Repeatability of intrinsic calibration

If you calibrate a camera twice, will you get the same answer? It depends on how you calibrate. We collected 20 datasets to get to the bottom of things.

Summary

illustration with bullseye representing repeatability

Why does it matter?

Many robots use cameras to perceive the world. To make use of the data, they need to detect objects of interest and find out where they are in 3d space. The 2d pixel location of a car isn't always enough to plan a path around it. We need calibrations to map from pixel locations to the real world.

The accuracy of camera calibration doesn't get a lot of attention. When it does, people speak in terms of RMSE error. Sometimes you will read 'RMSE is not a good indicator of accuracy', but this is usually as far as it goes.

In this article we'll dive deeper into what it means to have a good calibration. Instead of looking at just RMSE, or even the parameter values, we'll go to the basic physics and analyze the light ray vectors corresponding to each pixel. At the end of the day, this is what we need to get right.

What is repeatability?

Repeatability refers to the closeness of multiple versions of the same measurements. It quantifies the consistency of a process. Repeatability differs from accuracy in that it does not measure the difference from the true value of the thing being measured. That said, if our calibration process is not repeatable, we can't rely on it to run our robots.

What did we do?

We measured the consistency of repeated calibrations using different tools and data collection strategies. We collected 10 independent datasets using the built-in ROS camera calibration tool and 10 more using the Skip Robotics calibration tool. The camera was a 1440x1080 USB FLIR BlackflyS with a 90 degree field of view.

Methodology

Data was collected by moving the camera above a target placed on the floor. Photography lighting was used to provide good illumination of the target. A standard checkerboard pattern was mounted on an aluminum composite panel and used as the calibration target.

ROS calibration tool

We used the ROS camera calibration package and followed the process recommended by this tool. The python GUI was used to collect data, ensuring that the X, Y, Size, and Skew indicators turned green. The x and y focal lengths were constrained to be equal since almost all modern cameras have square pixels.

The following command line was used:

$ rosrun camera_calibration cameracalibrator.py --size 6x10 -k 6 --fix-aspect-ratio --square 0.08 image:=/camera/camera_0

Following the ROS recommended procedure resulted in roughly 40 - 60 images per dataset.

Skip Robotics calibration tool

The Skip camera calibration tool was used for both data collection and as the solver. A more thorough data collection process was used as described in the Data Collection section of our camera calibration article. The x and y focal length were constrained to be equal and an outlier threshold value of 0.5 pixels was used.

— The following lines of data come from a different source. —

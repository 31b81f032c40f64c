//! In-memory collaborators shared by the pipeline and app tests.

use std::{collections::HashMap, sync::Arc};

use async_trait::async_trait;
use parking_lot::Mutex;

use crate::{
    ai::{client::InferenceEndpoint, InferenceError, SpamClassifier},
    domain::{NotificationPayload, StoredObjectRef},
    infrastructure::{
        notifier::{DeliveryError, Notifier},
        store::{MessageStore, StoreError},
    },
    text::VocabularyEncoder,
};

use super::SpamPipeline;

pub const V: usize = 9013;

pub const SPAM_REPLY: &str = r#"{"predicted_label":[[1]],"predicted_probability":[[0.97]]}"#;
pub const HAM_REPLY: &str = r#"{"predicted_label":[[0]],"predicted_probability":[[0.02]]}"#;

#[derive(Default)]
pub struct MemoryStore {
    pub objects: HashMap<String, Vec<u8>>,
}

impl MemoryStore {
    pub fn with(key: &str, raw: &[u8]) -> Self {
        let mut store = Self::default();
        store.objects.insert(key.to_string(), raw.to_vec());
        store
    }
}

#[async_trait]
impl MessageStore for MemoryStore {
    async fn fetch(&self, object: &StoredObjectRef) -> Result<Vec<u8>, StoreError> {
        self.objects
            .get(&object.to_string())
            .cloned()
            .ok_or_else(|| StoreError::NotFound(object.to_string()))
    }
}

pub enum Reply {
    Body(&'static str),
    Fail,
}

pub struct FakeEndpoint {
    reply: Reply,
    pub payloads: Mutex<Vec<Vec<u8>>>,
}

impl FakeEndpoint {
    pub fn new(reply: Reply) -> Arc<Self> {
        Arc::new(Self {
            reply,
            payloads: Mutex::new(Vec::new()),
        })
    }
}

#[async_trait]
impl InferenceEndpoint for FakeEndpoint {
    async fn invoke(&self, payload: Vec<u8>) -> Result<Vec<u8>, InferenceError> {
        self.payloads.lock().push(payload);
        match self.reply {
            Reply::Body(body) => Ok(body.as_bytes().to_vec()),
            Reply::Fail => Err(InferenceError::Endpoint("503 Service Unavailable".into())),
        }
    }
}

#[derive(Default)]
pub struct RecordingNotifier {
    pub sent: Mutex<Vec<NotificationPayload>>,
    pub fail: bool,
}

#[async_trait]
impl Notifier for RecordingNotifier {
    async fn deliver(&self, payload: &NotificationPayload) -> Result<(), DeliveryError> {
        if self.fail {
            return Err(DeliveryError::Send("connection refused".into()));
        }
        self.sent.lock().push(payload.clone());
        Ok(())
    }
}

pub fn pipeline(
    store: MemoryStore,
    endpoint: Arc<FakeEndpoint>,
    notifier: Arc<RecordingNotifier>,
) -> SpamPipeline {
    SpamPipeline::new(
        Arc::new(store),
        VocabularyEncoder::new(V).unwrap(),
        SpamClassifier::new(endpoint),
        notifier,
    )
}
use crate::domain::Label;

pub const BODY_SAMPLE_CHARS: usize = 240;

pub fn build_message(
    date: &str,
    subject: &str,
    body: &str,
    label: Label,
    confidence: f64,
) -> String {
    let sample: String = body.chars().take(BODY_SAMPLE_CHARS).collect();
    format!(
        "We received your email sent at {date} with the subject '{subject}'. \
         Here is a {BODY_SAMPLE_CHARS} character sample of the email body: '{sample}' \
         The email was categorized as {label} with a {}% confidence.",
        format_confidence(confidence)
    )
}

/// Shortest round-trip form, always with a fractional part: `2.0`, `97.0`, `12.345`.
/// Scientific notation carries a signed exponent of at least two digits (`1e-05`, `1e+16`).
pub fn format_confidence(confidence: f64) -> String {
    let repr = format!("{confidence:?}");
    match repr.split_once('e') {
        Some((mantissa, exponent)) => {
            let (sign, digits) = match exponent.strip_prefix('-') {
                Some(digits) => ('-', digits),
                None => ('+', exponent),
            };
            format!("{mantissa}e{sign}{digits:0>2}")
        }
        None => repr,
    }
}

#[cfg(test)]
mod tests {
    use super::*;

    #[test]
    fn short_body_is_embedded_whole() {
        let message = build_message(
            "2024-01-01",
            "Offer",
            "WIN A FREE PRIZE NOW",
            Label::Spam,
            0.97 * 100.0,
        );
        assert_eq!(
            message,
            "We received your email sent at 2024-01-01 with the subject 'Offer'. \
             Here is a 240 character sample of the email body: 'WIN A FREE PRIZE NOW' \
             The email was categorized as Spam with a 97.0% confidence."
        );
    }

    #[test]
    fn long_body_is_cut_at_240_chars() {
        let body = format!("{}{}", "x".repeat(BODY_SAMPLE_CHARS), "TAIL");
        let message = build_message("d", "s", &body, Label::Ham, 1.0);
        assert!(message.contains(&format!("'{}'", "x".repeat(BODY_SAMPLE_CHARS))));
        assert!(!message.contains("TAIL"));
    }

    #[test]
    fn truncation_counts_characters_not_bytes() {
        let body = "é".repeat(300);
        let message = build_message("d", "s", &body, Label::Ham, 1.0);
        assert_eq!(message.matches('é').count(), BODY_SAMPLE_CHARS);
    }

    #[test]
    fn body_of_exactly_240_is_kept() {
        let body = "y".repeat(BODY_SAMPLE_CHARS);
        let message = build_message("d", "s", &body, Label::Ham, 1.0);
        assert!(message.contains(&format!("'{body}'")));
    }

    #[test]
    fn confidence_is_not_rounded() {
        assert_eq!(format_confidence(2.0), "2.0");
        assert_eq!(format_confidence(0.1 + 0.2), "0.30000000000000004");
        assert_eq!(format_confidence(99.87654321), "99.87654321");
    }

    #[test]
    fn scientific_confidence_pads_exponent() {
        assert_eq!(format_confidence(1e-5), "1e-05");
        assert_eq!(format_confidence(1.5e-7), "1.5e-07");
        assert_eq!(format_confidence(1e16), "1e+16");
        assert_eq!(format_confidence(2.5e-123), "2.5e-123");
    }
}
use serde::Deserialize;
use thiserror::Error;

use crate::domain::{ClassificationResult, FeatureVector, Label};

#[derive(Debug, Error)]
pub enum InferenceError {
    #[error("inference request failed: {0}")]
    Transport(#[from] reqwest::Error),
    #[error("inference endpoint rejected the request: {0}")]
    Endpoint(String),
    #[error("failed to encode inference payload: {0}")]
    Encode(#[source] serde_json::Error),
    #[error("inference response is not valid JSON: {0}")]
    Decode(#[source] serde_json::Error),
    #[error("inference response has no value at {0}[0][0]")]
    MissingPrediction(&'static str),
}

/// The endpoint takes a list of examples, so a single vector is sent as a batch of one.
pub fn build_payload(vector: &FeatureVector) -> Result<Vec<u8>, InferenceError> {
    serde_json::to_vec(&[vector]).map_err(InferenceError::Encode)
}

pub fn parse_response(body: &[u8]) -> Result<ClassificationResult, InferenceError> {
    let prediction: PredictionResponse =
        serde_json::from_slice(body).map_err(InferenceError::Decode)?;

    let code = first_value(&prediction.predicted_label)
        .ok_or(InferenceError::MissingPrediction("predicted_label"))?;
    let probability = first_value(&prediction.predicted_probability)
        .ok_or(InferenceError::MissingPrediction("predicted_probability"))?;

    Ok(ClassificationResult {
        label: Label::from_code(code),
        confidence: probability * 100.0,
    })
}

fn first_value(rows: &[Vec<f64>]) -> Option<f64> {
    rows.first().and_then(|row| row.first()).copied()
}

#[derive(Debug, Deserialize)]
pub struct PredictionResponse {
    pub predicted_label: Vec<Vec<f64>>,
    pub predicted_probability: Vec<Vec<f64>>,
}
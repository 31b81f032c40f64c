pub mod directories;
pub mod logging;
pub mod mail;
pub mod notifier;
pub mod store;
pub mod client;
pub mod inference;

pub use client::{HttpInferenceEndpoint, SpamClassifier};
pub use inference::InferenceError;
use std::sync::Arc;

use async_trait::async_trait;
use reqwest::{
    header::{ACCEPT, CONTENT_TYPE},
    Client,
};

use crate::{
    config::InferenceConfig,
    domain::{ClassificationResult, FeatureVector},
};

use super::inference::{build_payload, parse_response, InferenceError};

/// Transport to the hosted model: JSON request bytes in, JSON response bytes out.
#[async_trait]
pub trait InferenceEndpoint: Send + Sync {
    async fn invoke(&self, payload: Vec<u8>) -> Result<Vec<u8>, InferenceError>;
}

#[derive(Clone)]
pub struct HttpInferenceEndpoint {
    http: Client,
    config: InferenceConfig,
}

impl HttpInferenceEndpoint {
    pub fn new(http: Client, config: InferenceConfig) -> Self {
        Self { http, config }
    }
}

#[async_trait]
impl InferenceEndpoint for HttpInferenceEndpoint {
    async fn invoke(&self, payload: Vec<u8>) -> Result<Vec<u8>, InferenceError> {
        let mut request = self
            .http
            .post(self.config.endpoint.clone())
            .header(CONTENT_TYPE, "application/json")
            .header(ACCEPT, "application/json")
            .body(payload);
        if let Some(api_key) = &self.config.api_key {
            request = request.bearer_auth(api_key);
        }

        let response = request.send().await?;
        let status = response.status();
        let body = response.bytes().await?;
        if !status.is_success() {
            return Err(InferenceError::Endpoint(format!(
                "{status}: {}",
                String::from_utf8_lossy(&body)
            )));
        }
        Ok(body.to_vec())
    }
}

#[derive(Clone)]
pub struct SpamClassifier {
    endpoint: Arc<dyn InferenceEndpoint>,
}

impl SpamClassifier {
    pub fn new(endpoint: Arc<dyn InferenceEndpoint>) -> Self {
        Self { endpoint }
    }

    pub async fn classify(
        &self,
        vector: &FeatureVector,
    ) -> Result<ClassificationResult, InferenceError> {
        let payload = build_payload(vector)?;
        tracing::debug!(target: "inference", bytes = payload.len(), "invoking endpoint");

        let body = self.endpoint.invoke(payload).await?;
        tracing::debug!(
            target: "inference",
            body = %String::from_utf8_lossy(&body),
            "endpoint responded"
        );

        parse_response(&body)
    }
}
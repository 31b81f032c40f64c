use serde::{Deserialize, Serialize};
use thiserror::Error;

use crate::domain::StoredObjectRef;

#[derive(Debug, Error)]
pub enum EventError {
    #[error("event is not valid JSON: {0}")]
    Malformed(#[from] serde_json::Error),
    #[error("event carries no records")]
    NoRecords,
}

/// Storage notification announcing a newly stored message.
#[derive(Debug, Deserialize)]
pub struct StorageEvent {
    #[serde(rename = "Records")]
    pub records: Vec<EventRecord>,
}

#[derive(Debug, Deserialize)]
pub struct EventRecord {
    pub s3: StorageEntity,
}

#[derive(Debug, Deserialize)]
pub struct StorageEntity {
    pub bucket: Bucket,
    pub object: StoredObject,
}

#[derive(Debug, Deserialize)]
pub struct Bucket {
    pub name: String,
}

#[derive(Debug, Deserialize)]
pub struct StoredObject {
    pub key: String,
}

impl StorageEvent {
    pub fn parse(raw: &[u8]) -> Result<Self, EventError> {
        Ok(serde_json::from_slice(raw)?)
    }

    /// Only the first record is processed.
    pub fn object_ref(&self) -> Result<StoredObjectRef, EventError> {
        let record = self.records.first().ok_or(EventError::NoRecords)?;
        Ok(StoredObjectRef {
            container: record.s3.bucket.name.clone(),
            key: record.s3.object.key.clone(),
        })
    }
}

/// Returned for every completed invocation, whatever the classification was.
#[derive(Debug, Clone, PartialEq, Eq, Serialize)]
pub struct Acknowledgement {
    #[serde(rename = "statusCode")]
    pub status_code: u16,
    pub body: String,
}

impl Acknowledgement {
    pub fn processed() -> Self {
        Self {
            status_code: 200,
            body: "\"Message processed\"".to_string(),
        }
    }
}

#[cfg(test)]
mod tests {
    use super::*;

    #[test]
    fn extracts_first_record() {
        let raw = br#"{
            "Records": [
                {"eventName": "ObjectCreated:Put",
                 "s3": {"bucket": {"name": "inbound-mail", "arn": "x"},
                        "object": {"key": "abc123", "size": 42}}},
                {"s3": {"bucket": {"name": "other"}, "object": {"key": "ignored"}}}
            ]
        }"#;
        let event = StorageEvent::parse(raw).unwrap();
        assert_eq!(
            event.object_ref().unwrap(),
            StoredObjectRef {
                container: "inbound-mail".into(),
                key: "abc123".into(),
            }
        );
    }

    #[test]
    fn empty_records_is_an_error() {
        let event = StorageEvent::parse(br#"{"Records": []}"#).unwrap();
        assert!(matches!(event.object_ref(), Err(EventError::NoRecords)));
    }

    #[test]
    fn malformed_event_is_an_error() {
        assert!(matches!(
            StorageEvent::parse(br#"{"records": []}"#),
            Err(EventError::Malformed(_))
        ));
    }

    #[test]
    fn acknowledgement_shape_is_fixed() {
        let json = serde_json::to_string(&Acknowledgement::processed()).unwrap();
        assert_eq!(json, r#"{"statusCode":200,"body":"\"Message processed\""}"#);
    }
}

Following the Skip Robotics data collection procedure resulted in roughly 300 - 600 images per dataset.

Analysis

After collecting the data and running each of the tools listed above, we were able to compute 20 different sets of calibration parameters. The raw values are listed in the appendix at the end of this article.

Analyzing the results, we saw that the Skip calibration tool gave much more consistent estimates for the focal length and principal point:

calibration toolstddev[f]stddev[cx]stddev[cy]
Skip0.36 pixels0.46 pixels0.20 pixels
ROS4.66 pixels3.90 pixels3.75 pixels

If you look at the raw data in the appendix, you will notice the distortion parameter values are wildly inconsistent from run to run! So much so that we didn't bother computing the standard deviations. This is true for both the ROS and Skip calibration tools. It happens because the calibration model parameters are not unique! It is possible for two sets of values to produce the same physical calibration.

Incoming ray images

As we saw in the previous sections, the raw parameter values are not unique and so are not great for evaluating repeatability. We need a way to directly compare the actual calibrations. This can be done by thinking back to the optical meaning of what we're doing. No matter how we choose to break down the math, at the end of the day we're mapping incoming rays of light to pixels.

Instead of messing around with interpretations of model-specific parameters, we compared results using these rays. To do this, we inverted the calibration model by computing the incoming light ray direction corresponding to each pixel. While the parameters are not unique, the direction from which light will project on to each pixel is an actual physical quantity and is unique.

We form a 3 channel incoming ray image for each calibration by storing the unit vector / ray at each pixel location in the image. The angle between rays at corresponding pixels in different calibrations is a measure of similarity. We can use this to compare the repeatability of our calibration processes.

Illustration showing direction of light rays corresponding to the pixels of a calibration.A single pixel row of an camera sensor showing the correspondence between pixels and light ray directions. Two sets of rays are shown (in blue and yellow) corresponding to two different calibrations. The angular difference for the center pixel is shown in red.

Rotational ambiguity

If you took a computer vision class, you may remember that intrinsic calibrations are not unique. It's possible to apply a rotation to the incoming light rays, and a corresponding inverse rotation to the calibration target poses without changing anything.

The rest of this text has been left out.